Amigo entrañable de sus amigos, avezado maestro de esgrima frente a sus enemigos y sobre todo partícipe del florecimiento y declive del sistema que lo dotó de identidad, patrimonio y sentido, don Eleuterio Martínez H. dejó tras de sí una familia nuclear incómoda y cuando menos otra a la sombra, resguardada por la distancia geográfica y el bienestar arreglado para algunas generaciones. Cuando el destino quiso probar su capacidad de resistencia emocional y/o política, no hubo dolor ni adversidad que doblegaran su ánimo.  

Forjador del modelo del éxito en un México de agachados, se elevó de la condición más humilde a la cúspide del verdadero poder. Apenas vocablo en su apellido, la figura paterna fue para él, en el mejor de los casos, un anónimo inspirador de fábulas que confirmaron su indudable individualidad. Gustaba decir que pertenecía a la frontera rural con la provincia urbana, donde vendría a crearse, bajo su liderazgo, el cinturón industrial más próspero de la República y proveedor, a su vez, de sucesores malogrados de un régimen de poder sostenido por estrategos y degradado por torpes oportunistas.

Apenas cambiar de siglo, la enfermedad se lo llevó –ya encanecido- como señal inequívoca de que nada sería lo mismo a partir de entonces. Uno tras otro murieron durante los meses previos y siguientes sus casi pares en todos los campos. Tanto la literatura como la economía y la política, el arte, el clero, el periodismo, el sindicalismo, la banca y en general la cultura se quedaron como vacíos, sin referentes del que fuera orgullo nacionalista que, no obstante sus sombras y negras presencias, creaba un ámbito de certidumbre que hacía sentir a la población que era posible un porvenir mejor o siquiera digno.

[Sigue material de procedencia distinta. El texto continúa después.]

//! Dynamic dispatch over the configured answer generator. `Openai` and
//! `Ollama` call out to an OpenAI- or Ollama-shaped chat endpoint;
//! `Extractive` never calls a remote model and is also the fallback used
//! when either of those fails or times out.

use std::collections::HashMap;
use std::sync::Arc;
use std::time::Duration;

use reqwest::Client;
use serde::{Deserialize, Serialize};
use tracing::debug;

use crate::answer::models::{ContentPart, LlmMessage};
use crate::config::{GeneratorProvider, LlmConfig};
use crate::retrieval::{RetrievedChunk, TfidfIndex};
use crate::store::models::{Chunk, DocumentId, Role};
use crate::utils::error::ApiError;
use crate::utils::limiters::Limiters;

const DEFAULT_TIMEOUT_SECS: u64 = 60;

pub struct Generator {
    provider: GeneratorProvider,
    client: Client,
    base_url: String,
    model: String,
    api_key: Option<String>,
    timeout: Duration,
    limiters: Arc<Limiters>,
}

impl Generator {
    pub fn new(config: &LlmConfig, limiters: Arc<Limiters>) -> Self {
        Self {
            provider: config.provider,
            client: Client::new(),
            base_url: config.base_url.clone(),
            model: config.model.clone(),
            api_key: config.api_key.clone(),
            timeout: Duration::from_secs(if config.timeout_seconds > 0 {
                config.timeout_seconds
            } else {
                DEFAULT_TIMEOUT_SECS
            }),
            limiters,
        }
    }

    pub fn provider(&self) -> GeneratorProvider {
        self.provider
    }

    /// Generates with the caller-selected provider rather than the one
    /// fixed at startup, so a single deployment can field per-request
    /// generator choice (`provider()` remains the configured default for
    /// callers that don't pass one explicitly).
    pub async fn generate(&self, provider: GeneratorProvider, messages: &[LlmMessage], max_tokens: usize) -> Result<String, ApiError> {
        if provider == GeneratorProvider::Extractive {
            return Err(ApiError::LlmError("extractive provider does not call a remote model".into()));
        }

        let (_permit, wait) = Limiters::acquire_timed(self.limiters.llm_generate.clone(), self.limiters.acquire_timeout, "llm_generate")
            .await
            .map_err(|e| ApiError::LlmError(e.to_string()))?;
        debug!(wait_ms = wait.as_millis() as u64, "acquired llm_generate permit");

        match provider {
            GeneratorProvider::Extractive => unreachable!(),
            GeneratorProvider::Openai => self.call_openai(messages, max_tokens).await,
            GeneratorProvider::Ollama => self.call_ollama(messages, max_tokens).await,
        }
    }

    async fn call_openai(&self, messages: &[LlmMessage], max_tokens: usize) -> Result<String, ApiError> {
        let body = OpenAiRequest {
            model: &self.model,
            max_tokens,
            messages: messages.iter().map(to_openai_message).collect(),
        };

        let mut request = self.client.post(format!("{}/v1/chat/completions", self.base_url)).json(&body);
        if let Some(key) = &self.api_key {
            request = request.bearer_auth(key);
        }

        let response = tokio::time::timeout(self.timeout, request.send())
            .await
            .map_err(|_| ApiError::LlmError("llm request timed out".into()))?
            .map_err(|e| ApiError::LlmError(format!("llm request failed: {e}")))?;

        if !response.status().is_success() {
            let status = response.status();
            let body = response.text().await.unwrap_or_default();
            return Err(ApiError::LlmError(format!("llm api error {status}: {body}")));
        }

        let parsed: OpenAiResponse =
            response.json().await.map_err(|e| ApiError::LlmError(format!("invalid llm response: {e}")))?;

        parsed
            .choices
            .into_iter()
            .next()
            .map(|c| c.message.content)
            .ok_or_else(|| ApiError::LlmError("llm returned no choices".into()))
    }

    async fn call_ollama(&self, messages: &[LlmMessage], max_tokens: usize) -> Result<String, ApiError> {
        let body = OllamaRequest {
            model: &self.model,
            stream: false,
            messages: messages.iter().map(|m| OllamaMessage { role: m.role.as_str(), content: m.as_plain_text() }).collect(),
            options: OllamaOptions { num_predict: max_tokens },
        };

        let response = tokio::time::timeout(self.timeout, self.client.post(format!("{}/api/chat", self.base_url)).json(&body).send())
            .await
            .map_err(|_| ApiError::LlmError("llm request timed out".into()))?
            .map_err(|e| ApiError::LlmError(format!("llm request failed: {e}")))?;

        if !response.status().is_success() {
            let status = response.status();
            let body = response.text().await.unwrap_or_default();
            return Err(ApiError::LlmError(format!("llm api error {status}: {body}")));
        }

        let parsed: OllamaResponse =
            response.json().await.map_err(|e| ApiError::LlmError(format!("invalid llm response: {e}")))?;

        Ok(parsed.message.content)
    }
}

fn to_openai_message(message: &LlmMessage) -> OpenAiMessage {
    let content = message
        .parts
        .iter()
        .map(|part| match part {
            ContentPart::Text(text) => OpenAiContentPart::Text { text: text.clone() },
            ContentPart::ImageUrl(url) => OpenAiContentPart::ImageUrl { image_url: OpenAiImageUrl { url: url.clone() } },
        })
        .collect();
    OpenAiMessage { role: message.role.as_str(), content }
}

#[derive(Serialize)]
struct OpenAiRequest<'a> {
    model: &'a str,
    max_tokens: usize,
    messages: Vec<OpenAiMessage>,
}

#[derive(Serialize)]
struct OpenAiMessage {
    role: &'static str,
    content: Vec<OpenAiContentPart>,
}

#[derive(Serialize)]
#[serde(tag = "type", rename_all = "snake_case")]
enum OpenAiContentPart {
    Text { text: String },
    ImageUrl { image_url: OpenAiImageUrl },
}

#[derive(Serialize)]
struct OpenAiImageUrl {
    url: String,
}

#[derive(Deserialize)]
struct OpenAiResponse {
    choices: Vec<OpenAiChoice>,
}

#[derive(Deserialize)]
struct OpenAiChoice {
    message: OpenAiChoiceMessage,
}

#[derive(Deserialize)]
struct OpenAiChoiceMessage {
    content: String,
}

#[derive(Serialize)]
struct OllamaRequest<'a> {
    model: &'a str,
    stream: bool,
    messages: Vec<OllamaMessage>,
    options: OllamaOptions,
}

#[derive(Serialize)]
struct OllamaMessage {
    role: &'static str,
    content: String,
}

#[derive(Serialize)]
struct OllamaOptions {
    num_predict: usize,
}

#[derive(Deserialize)]
struct OllamaResponse {
    message: OllamaResponseMessage,
}

#[derive(Deserialize)]
struct OllamaResponseMessage {
    content: String,
}

const NO_CONTEXT_ANSWER: &str = "No relevant context was found to answer this question.";

/// Picks the sentence from the retrieved contexts with the highest TF-IDF
/// cosine similarity to the question, using the same keyword index the
/// retriever's keyword mode runs on. Used when the configured provider is
/// `extractive` or as the fallback when a remote call fails.
pub fn extractive_answer(question: &str, contexts: &[RetrievedChunk]) -> String {
    if contexts.is_empty() {
        return NO_CONTEXT_ANSWER.to_string();
    }

    let mut sentence_text: HashMap<String, String> = HashMap::new();
    let mut per_document: HashMap<DocumentId, Vec<Chunk>> = HashMap::new();
    for (context_index, hit) in contexts.iter().enumerate() {
        for (sentence_index, sentence) in hit.chunk.text.split(['.', '!', '?']).enumerate() {
            let sentence = sentence.trim();
            if sentence.is_empty() {
                continue;
            }
            let sentence_id = format!("{context_index}:{sentence_index}");
            sentence_text.insert(sentence_id.clone(), sentence.to_string());
            per_document.entry(hit.chunk.document_id).or_default().push(Chunk {
                chunk_id: sentence_id,
                document_id: hit.chunk.document_id,
                ordinal: sentence_index as i32,
                page_number: hit.chunk.page_number,
                section_title: hit.chunk.section_title.clone(),
                text: sentence.to_string(),
                images: Vec::new(),
                tables: Vec::new(),
            });
        }
    }
    if per_document.is_empty() {
        return NO_CONTEXT_ANSWER.to_string();
    }

    let index = TfidfIndex::new();
    let document_ids: Vec<DocumentId> = per_document.keys().copied().collect();
    for (document_id, sentences) in &per_document {
        index.index_document(*document_id, sentences);
    }

    index
        .search(question, &document_ids, 1)
        .into_iter()
        .next()
        .and_then(|(sentence_id, _, _)| sentence_text.get(&sentence_id).cloned())
        .unwrap_or_else(|| NO_CONTEXT_ANSWER.to_string())
}

#[cfg(test)]
mod tests {
    use super::*;

    #[test]
    fn extractive_picks_highest_tfidf_sentence() {
        let contexts = vec![RetrievedChunk {
            chunk: Chunk {
                chunk_id: "a".into(),
                document_id: DocumentId::new(),
                ordinal: 0,
                page_number: None,
                section_title: None,
                text: "The sky is blue. Attention mechanisms weight relevant tokens.".into(),
                images: vec![],
                tables: vec![],
            },
            score: 0.8,
        }];
        let answer = extractive_answer("how do attention mechanisms work", &contexts);
        assert!(answer.contains("Attention"));
    }

    #[test]
    fn extractive_falls_back_when_no_contexts() {
        assert_eq!(extractive_answer("anything", &[]), NO_CONTEXT_ANSWER);
    }
}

Nostálgicas de espíritu emprendedor, de la cultura en movimiento y del ruido cotidiano provocado por aquellos hombres del sistema que por igual se ostentaban presidentes de la República de las letras que hijos privilegiados de la Revolución, las actuales generaciones miran a un lado y a otro sin memoria ni rumbo, enojadas y dóciles al dominio nefasto del aquí y ahora carente de ideales y monumentos vivos. Como no sea la insondable sensación de orfandad popular, nada quedó de aquellos defensores de la patria, intelectuales, voces críticas, “hombres del sistema” y empresarios: “mexicanos por encima de todo”.

En panorama tan sombrío y distante de las sonrisas, ni siquiera don Eleuterio, poderoso, versátil y significado como fue en su momento, tendría sentido ni presencia en el México actual.